//! Semantic pattern matching.
//!
//! A pattern is a boolean OR of AND-groups of comparison terms, written as
//! `[op]version` tokens separated by spaces, with groups separated by `||`:
//! `">=1.2 <2.0 || 3.0"`. The operator defaults to `=` when omitted.

use crate::{Error, Result, SemanticVersion, Session};
use std::cmp::Ordering;
use std::fmt;
use std::sync::Arc;

/// Comparison operator of one pattern term.
#[derive(Debug, Clone, Copy, PartialEq, Eq)]
pub enum PatternOp {
    /// Exact match (the default).
    Equals,
    /// Strictly greater.
    GreaterThan,
    /// Greater or equal.
    GreaterOrEquals,
    /// Strictly less.
    LessThan,
    /// Less or equal.
    LessOrEquals,
}

impl PatternOp {
    fn as_str(self) -> &'static str {
        match self {
            Self::Equals => "=",
            Self::GreaterThan => ">",
            Self::GreaterOrEquals => ">=",
            Self::LessThan => "<",
            Self::LessOrEquals => "<=",
        }
    }
}

impl fmt::Display for PatternOp {
    fn fmt(&self, f: &mut fmt::Formatter<'_>) -> fmt::Result {
        f.write_str(self.as_str())
    }
}

/// One `[op]version` comparison.
#[derive(Debug, Clone)]
struct Term {
    op: PatternOp,
    operand: SemanticVersion,
}

impl Term {
    fn matches(&self, version: &SemanticVersion) -> bool {
        let ordering = version.compare(&self.operand);
        match self.op {
            PatternOp::Equals => ordering == Ordering::Equal,
            PatternOp::GreaterThan => {
                self.comparable(version) && ordering == Ordering::Greater
            }
            PatternOp::GreaterOrEquals => {
                self.comparable(version) && ordering != Ordering::Less
            }
            PatternOp::LessThan => self.comparable(version) && ordering == Ordering::Less,
            PatternOp::LessOrEquals => {
                self.comparable(version) && ordering != Ordering::Greater
            }
        }
    }

    /// Range operators only treat a prerelease as comparable when the
    /// operand pins a prerelease of the same core. A plain version is
    /// always comparable.
    fn comparable(&self, version: &SemanticVersion) -> bool {
        version.is_simple()
            || (!self.operand.is_simple() && version.version_match(&self.operand))
    }
}

/// A parsed version pattern: OR-separated groups of ANDed comparisons.
#[derive(Debug, Clone)]
pub struct SemanticPattern {
    source: Box<str>,
    clauses: Vec<Vec<Term>>,
}

impl SemanticPattern {
    /// Parse a pattern string.
    ///
    /// # Errors
    /// Returns an error when the pattern is empty, a group is empty, or any
    /// term's operand is not a valid semantic version.
    pub fn parse(text: &str) -> Result<Self> {
        let trimmed = text.trim_matches(' ');
        if trimmed.is_empty() {
            return Err(Error::pattern(text, "empty pattern"));
        }

        let mut clauses = Vec::new();
        for group in trimmed.split("||") {
            let mut terms = Vec::new();
            for token in group.split(' ').filter(|token| !token.is_empty()) {
                let (op, operand) = split_operator(token);
                let operand = SemanticVersion::parse(operand)
                    .map_err(|error| Error::pattern(trimmed, error.to_string()))?;
                terms.push(Term { op, operand });
            }
            if terms.is_empty() {
                return Err(Error::pattern(trimmed, "empty pattern group"));
            }
            clauses.push(terms);
        }

        Ok(Self {
            source: trimmed.into(),
            clauses,
        })
    }

    /// Parse a pattern string, reporting failures to the session console.
    #[must_use]
    pub fn create(session: &Session, text: &str) -> Option<Arc<Self>> {
        match Self::parse(text) {
            Ok(pattern) => Some(Arc::new(pattern)),
            Err(error) => {
                session.console(error.to_string());
                None
            }
        }
    }

    /// The trimmed source text.
    #[must_use]
    pub fn as_str(&self) -> &str {
        &self.source
    }

    /// Whether the pattern accepts the given version.
    ///
    /// `None` never matches. A group matches when every term in it does;
    /// the pattern matches when any group does.
    #[must_use]
    pub fn matches(&self, version: Option<&SemanticVersion>) -> bool {
        let Some(version) = version else {
            return false;
        };
        self.clauses
            .iter()
            .any(|clause| clause.iter().all(|term| term.matches(version)))
    }
}

impl fmt::Display for SemanticPattern {
    fn fmt(&self, f: &mut fmt::Formatter<'_>) -> fmt::Result {
        f.write_str(&self.source)
    }
}

/// Split a leading comparison operator off a term token.
fn split_operator(token: &str) -> (PatternOp, &str) {
    if let Some(rest) = token.strip_prefix(">=") {
        (PatternOp::GreaterOrEquals, rest)
    } else if let Some(rest) = token.strip_prefix("<=") {
        (PatternOp::LessOrEquals, rest)
    } else if let Some(rest) = token.strip_prefix('>') {
        (PatternOp::GreaterThan, rest)
    } else if let Some(rest) = token.strip_prefix('<') {
        (PatternOp::LessThan, rest)
    } else if let Some(rest) = token.strip_prefix('=') {
        (PatternOp::Equals, rest)
    } else {
        (PatternOp::Equals, token)
    }
}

+ + + + +

Problem: Whenever a line of the records holds the string "text", pick it out and copy it.

Written response:
    pub fn parse(text: &str) -> Result<Self> {
        let trimmed = text.trim_matches(' ');
            return Err(Error::pattern(text, "empty pattern"));
    pub fn create(session: &Session, text: &str) -> Option<Arc<Self>> {
        match Self::parse(text) {
    /// The trimmed source text.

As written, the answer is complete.